*** Begin section ***

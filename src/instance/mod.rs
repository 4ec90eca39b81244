pub mod achievements;
pub mod area_trigger;
pub mod coordinator;
pub mod dialogue;
pub mod encounter;
pub mod registry;
pub mod status;
pub mod timers;
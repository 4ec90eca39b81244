pub mod snapshot;
pub mod store;
//! Offline encounter replays.
//!
//! A replay script is a YAML document listing engine events in order. The
//! runner feeds them to a fresh coordinator backed by a [`SandboxMap`] and
//! records what the coordinator asked the map to do after every event.

use crate::config::InstanceTuning;
use crate::entities::creature::{CreatureEntry, CreatureInfo, PlayerInfo};
use crate::entities::game_object::{GameObjectEntry, GameObjectType};
use crate::instance::area_trigger::{handle_area_trigger, AreaTrigger};
use crate::instance::coordinator::NaxxramasInstance;
use crate::instance::status::{EncounterId, EncounterStatus};
use crate::persistence::snapshot::EncounterTable;
use crate::world::position::Location;
use crate::world::sandbox::{MapEffect, SandboxMap};
use serde::Deserialize;
use std::collections::HashMap;
use std::path::Path;

const DEFAULT_SEED: u64 = 0x4e41_5858;

#[derive(Debug, Clone, Deserialize)]
pub struct ReplayScript {
    #[serde(default)]
    pub seed: Option<u64>,
    #[serde(default)]
    pub heroic: bool,
    /// Snapshot loaded before the first event, as after a server restart.
    #[serde(default)]
    pub snapshot: Option<String>,
    #[serde(default)]
    pub events: Vec<ReplayEvent>,
}

#[derive(Debug, Clone, Deserialize)]
#[serde(tag = "event", rename_all = "snake_case")]
pub enum ReplayEvent {
    AddPlayer {
        #[serde(default)]
        at: Location,
        #[serde(default)]
        game_master: bool,
    },
    SpawnCreature {
        entry: u32,
        #[serde(default)]
        at: Location,
        #[serde(default)]
        label: Option<String>,
    },
    SpawnObject {
        entry: u32,
        #[serde(default)]
        kind: GameObjectType,
        #[serde(default)]
        at: Location,
    },
    SetData {
        encounter: EncounterId,
        status: EncounterStatus,
    },
    Tick {
        ms: u32,
    },
    RespawnCreature {
        label: String,
    },
    KillCreature {
        label: String,
    },
    PlayerDeath,
    AreaTrigger {
        id: u32,
        #[serde(default)]
        at: Location,
    },
}

#[derive(Debug, Clone)]
pub struct ReplayStep {
    pub index: usize,
    pub event: String,
    pub effects: Vec<MapEffect>,
    /// Set for area triggers: whether the trigger was blocked.
    pub blocked: Option<bool>,
}

#[derive(Debug, Clone)]
pub struct ReplayReport {
    pub steps: Vec<ReplayStep>,
    pub encounters: EncounterTable,
    pub saved: Option<String>,
}

pub fn load_replay_script(path: &Path) -> Result<ReplayScript, String> {
    let content = std::fs::read_to_string(path)
        .map_err(|err| format!("failed to read replay script {}: {}", path.display(), err))?;
    parse_replay_script(&content).map_err(|err| format!("replay script {}: {}", path.display(), err))
}

pub fn parse_replay_script(content: &str) -> Result<ReplayScript, String> {
    serde_yaml::from_str(content).map_err(|err| err.to_string())
}

struct ReplayRunner {
    instance: NaxxramasInstance,
    map: SandboxMap,
    players: Vec<PlayerInfo>,
    creatures: HashMap<String, CreatureInfo>,
}

pub fn run_replay(script: &ReplayScript, tuning: InstanceTuning) -> Result<ReplayReport, String> {
    let mut runner = ReplayRunner {
        instance: NaxxramasInstance::new(tuning, script.seed.unwrap_or(DEFAULT_SEED)),
        map: SandboxMap::new(),
        players: Vec::new(),
        creatures: HashMap::new(),
    };
    runner.map.set_regular_difficulty(!script.heroic);
    if let Some(snapshot) = &script.snapshot {
        if !runner.instance.load(Some(snapshot)) {
            return Err(format!("replay snapshot '{}' is invalid", snapshot));
        }
    }

    let mut steps = Vec::with_capacity(script.events.len());
    for (index, event) in script.events.iter().enumerate() {
        let blocked = runner
            .apply(event)
            .map_err(|err| format!("event {}: {}", index + 1, err))?;
        steps.push(ReplayStep {
            index: index + 1,
            event: describe(event),
            effects: runner.map.take_effects(),
            blocked,
        });
    }

    Ok(ReplayReport {
        steps,
        encounters: *runner.instance.encounters(),
        saved: runner.map.saved_data().map(str::to_string),
    })
}

impl ReplayRunner {
    fn apply(&mut self, event: &ReplayEvent) -> Result<Option<bool>, String> {
        match event {
            ReplayEvent::AddPlayer { at, game_master } => {
                let mut player = self.map.add_player(*at);
                player.is_game_master = *game_master;
                self.instance.on_player_enter(&mut self.map, &player);
                self.players.push(player);
            }
            ReplayEvent::SpawnCreature { entry, at, label } => {
                let creature = self.map.spawn_creature(CreatureEntry(*entry), *at);
                self.instance.on_creature_create(&mut self.map, &creature);
                if let Some(label) = label {
                    self.creatures.insert(label.clone(), creature);
                }
            }
            ReplayEvent::SpawnObject { entry, kind, at } => {
                let object = self.map.spawn_game_object(GameObjectEntry(*entry), *kind, *at);
                self.instance.on_object_create(&mut self.map, &object);
            }
            ReplayEvent::SetData { encounter, status } => {
                self.instance.set_data(&mut self.map, *encounter, *status);
            }
            ReplayEvent::Tick { ms } => self.instance.update(&mut self.map, *ms),
            ReplayEvent::RespawnCreature { label } => {
                let creature = self.creature(label)?;
                self.instance.on_creature_respawn(&mut self.map, &creature);
            }
            ReplayEvent::KillCreature { label } => {
                let creature = self.creature(label)?;
                self.map.kill_creature(creature.guid);
                self.instance.on_creature_death(&mut self.map, &creature);
            }
            ReplayEvent::PlayerDeath => {
                let player = self
                    .players
                    .iter_mut()
                    .find(|player| player.is_alive)
                    .ok_or_else(|| "no living player to kill".to_string())?;
                player.is_alive = false;
                let player = *player;
                self.instance.on_player_death(&mut self.map, &player);
            }
            ReplayEvent::AreaTrigger { id, at } => {
                let player = *self
                    .players
                    .first()
                    .ok_or_else(|| "area trigger needs a player".to_string())?;
                let trigger = AreaTrigger {
                    id: *id,
                    location: *at,
                };
                let blocked =
                    handle_area_trigger(&mut self.instance, &mut self.map, &trigger, &player);
                return Ok(Some(blocked));
            }
        }
        Ok(None)
    }

    fn creature(&self, label: &str) -> Result<CreatureInfo, String> {
        self.creatures
            .get(label)
            .copied()
            .ok_or_else(|| format!("unknown creature label '{}'", label))
    }
}

fn describe(event: &ReplayEvent) -> String {
    match event {
        ReplayEvent::AddPlayer { game_master, .. } if *game_master => "add game master".to_string(),
        ReplayEvent::AddPlayer { .. } => "add player".to_string(),
        ReplayEvent::SpawnCreature { entry, label, .. } => match label {
            Some(label) => format!("spawn creature {} ({})", entry, label),
            None => format!("spawn creature {}", entry),
        },
        ReplayEvent::SpawnObject { entry, .. } => format!("spawn object {}", entry),
        ReplayEvent::SetData { encounter, status } => format!("set {} {}", encounter, status),
        ReplayEvent::Tick { ms } => format!("tick {}ms", ms),
        ReplayEvent::RespawnCreature { label } => format!("respawn {}", label),
        ReplayEvent::KillCreature { label } => format!("kill {}", label),
        ReplayEvent::PlayerDeath => "player death".to_string(),
        ReplayEvent::AreaTrigger { id, .. } => format!("area trigger {}", id),
    }
}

*** End section ***

**Task prompt**:
Could you please reproduce each record exactly, leaving nothing out?

**Reply**:
filename src/instance/mod.rs
repository 4ec90eca39b81244
pub mod achievements;
pub mod area_trigger;
pub mod coordinator;
pub mod dialogue;
pub mod encounter;
pub mod registry;
pub mod status;
pub mod timers;
repository 4ec90eca39b81244
pub mod snapshot;
pub mod store;
//! Offline encounter replays.
//!
//! A replay script is a YAML document listing engine events in order. The
//! runner feeds them to a fresh coordinator backed by a [`SandboxMap`] and
//! records what the coordinator asked the map to do after every event.

use crate::config::InstanceTuning;
use crate::entities::creature::{CreatureEntry, CreatureInfo, PlayerInfo};
use crate::entities::game_object::{GameObjectEntry, GameObjectType};
use crate::instance::area_trigger::{handle_area_trigger, AreaTrigger};
use crate::instance::coordinator::NaxxramasInstance;
use crate::instance::status::{EncounterId, EncounterStatus};
use crate::persistence::snapshot::EncounterTable;
use crate::world::position::Location;
use crate::world::sandbox::{MapEffect, SandboxMap};
use serde::Deserialize;
use std::collections::HashMap;
use std::path::Path;

const DEFAULT_SEED: u64 = 0x4e41_5858;

#[derive(Debug, Clone, Deserialize)]
pub struct ReplayScript {
    #[serde(default)]
    pub seed: Option<u64>,
    #[serde(default)]
    pub heroic: bool,
    /// Snapshot loaded before the first event, as after a server restart.
    #[serde(default)]
    pub snapshot: Option<String>,
    #[serde(default)]
    pub events: Vec<ReplayEvent>,
}

#[derive(Debug, Clone, Deserialize)]
#[serde(tag = "event", rename_all = "snake_case")]
pub enum ReplayEvent {
    AddPlayer {
        #[serde(default)]
        at: Location,
        #[serde(default)]
        game_master: bool,
    },
    SpawnCreature {
        entry: u32,
        #[serde(default)]
        at: Location,
        #[serde(default)]
        label: Option<String>,
    },
    SpawnObject {
        entry: u32,
        #[serde(default)]
        kind: GameObjectType,
        #[serde(default)]
        at: Location,
    },
    SetData {
        encounter: EncounterId,
        status: EncounterStatus,
    },
    Tick {
        ms: u32,
    },
    RespawnCreature {
        label: String,
    },
    KillCreature {
        label: String,
    },
    PlayerDeath,
    AreaTrigger {
        id: u32,
        #[serde(default)]
        at: Location,
    },
}

#[derive(Debug, Clone)]
pub struct ReplayStep {
    pub index: usize,
    pub event: String,
    pub effects: Vec<MapEffect>,
    /// Set for area triggers: whether the trigger was blocked.
    pub blocked: Option<bool>,
}

#[derive(Debug, Clone)]
pub struct ReplayReport {
    pub steps: Vec<ReplayStep>,
    pub encounters: EncounterTable,
    pub saved: Option<String>,
}

pub fn load_replay_script(path: &Path) -> Result<ReplayScript, String> {
    let content = std::fs::read_to_string(path)
        .map_err(|err| format!("failed to read replay script {}: {}", path.display(), err))?;
    parse_replay_script(&content).map_err(|err| format!("replay script {}: {}", path.display(), err))
}

pub fn parse_replay_script(content: &str) -> Result<ReplayScript, String> {
    serde_yaml::from_str(content).map_err(|err| err.to_string())
}

struct ReplayRunner {
    instance: NaxxramasInstance,
    map: SandboxMap,
    players: Vec<PlayerInfo>,
    creatures: HashMap<String, CreatureInfo>,
}

pub fn run_replay(script: &ReplayScript, tuning: InstanceTuning) -> Result<ReplayReport, String> {
    let mut runner = ReplayRunner {
        instance: NaxxramasInstance::new(tuning, script.seed.unwrap_or(DEFAULT_SEED)),
        map: SandboxMap::new(),
        players: Vec::new(),
        creatures: HashMap::new(),
    };
    runner.map.set_regular_difficulty(!script.heroic);
    if let Some(snapshot) = &script.snapshot {
        if !runner.instance.load(Some(snapshot)) {
            return Err(format!("replay snapshot '{}' is invalid", snapshot));
        }
    }

    let mut steps = Vec::with_capacity(script.events.len());
    for (index, event) in script.events.iter().enumerate() {
        let blocked = runner
            .apply(event)
            .map_err(|err| format!("event {}: {}", index + 1, err))?;
        steps.push(ReplayStep {
            index: index + 1,
            event: describe(event),
            effects: runner.map.take_effects(),
            blocked,
        });
    }

    Ok(ReplayReport {
        steps,
        encounters: *runner.instance.encounters(),
        saved: runner.map.saved_data().map(str::to_string),
    })
}

impl ReplayRunner {
    fn apply(&mut self, event: &ReplayEvent) -> Result<Option<bool>, String> {
        match event {
            ReplayEvent::AddPlayer { at, game_master } => {
                let mut player = self.map.add_player(*at);
                player.is_game_master = *game_master;
                self.instance.on_player_enter(&mut self.map, &player);
                self.players.push(player);
            }
            ReplayEvent::SpawnCreature { entry, at, label } => {
                let creature = self.map.spawn_creature(CreatureEntry(*entry), *at);
                self.instance.on_creature_create(&mut self.map, &creature);
                if let Some(label) = label {
                    self.creatures.insert(label.clone(), creature);
                }
            }
            ReplayEvent::SpawnObject { entry, kind, at } => {
                let object = self.map.spawn_game_object(GameObjectEntry(*entry), *kind, *at);
                self.instance.on_object_create(&mut self.map, &object);
            }
            ReplayEvent::SetData { encounter, status } => {
                self.instance.set_data(&mut self.map, *encounter, *status);
            }
            ReplayEvent::Tick { ms } => self.instance.update(&mut self.map, *ms),
            ReplayEvent::RespawnCreature { label } => {
                let creature = self.creature(label)?;
                self.instance.on_creature_respawn(&mut self.map, &creature);
            }
            ReplayEvent::KillCreature { label } => {
                let creature = self.creature(label)?;
                self.map.kill_creature(creature.guid);
                self.instance.on_creature_death(&mut self.map, &creature);
            }
            ReplayEvent::PlayerDeath => {
                let player = self
                    .players
                    .iter_mut()
                    .find(|player| player.is_alive)
                    .ok_or_else(|| "no living player to kill".to_string())?;
                player.is_alive = false;
                let player = *player;
                self.instance.on_player_death(&mut self.map, &player);
            }
            ReplayEvent::AreaTrigger { id, at } => {
                let player = *self
                    .players
                    .first()
                    .ok_or_else(|| "area trigger needs a player".to_string())?;
                let trigger = AreaTrigger {
                    id: *id,
                    location: *at,
                };
                let blocked =
                    handle_area_trigger(&mut self.instance, &mut self.map, &trigger, &player);
                return Ok(Some(blocked));
            }
        }
        Ok(None)
    }

    fn creature(&self, label: &str) -> Result<CreatureInfo, String> {
        self.creatures
            .get(label)
            .copied()
            .ok_or_else(|| format!("unknown creature label '{}'", label))
    }
}

fn describe(event: &ReplayEvent) -> String {
    match event {
        ReplayEvent::AddPlayer { game_master, .. } if *game_master => "add game master".to_string(),
        ReplayEvent::AddPlayer { .. } => "add player".to_string(),
        ReplayEvent::SpawnCreature { entry, label, .. } => match label {
            Some(label) => format!("spawn creature {} ({})", entry, label),
            None => format!("spawn creature {}", entry),
        },
        ReplayEvent::SpawnObject { entry, .. } => format!("spawn object {}", entry),
        ReplayEvent::SetData { encounter, status } => format!("set {} {}", encounter, status),
        ReplayEvent::Tick { ms } => format!("tick {}ms", ms),
        ReplayEvent::RespawnCreature { label } => format!("respawn {}", label),
        ReplayEvent::KillCreature { label } => format!("kill {}", label),
        ReplayEvent::PlayerDeath => "player death".to_string(),
        ReplayEvent::AreaTrigger { id, .. } => format!("area trigger {}", id),
    }
}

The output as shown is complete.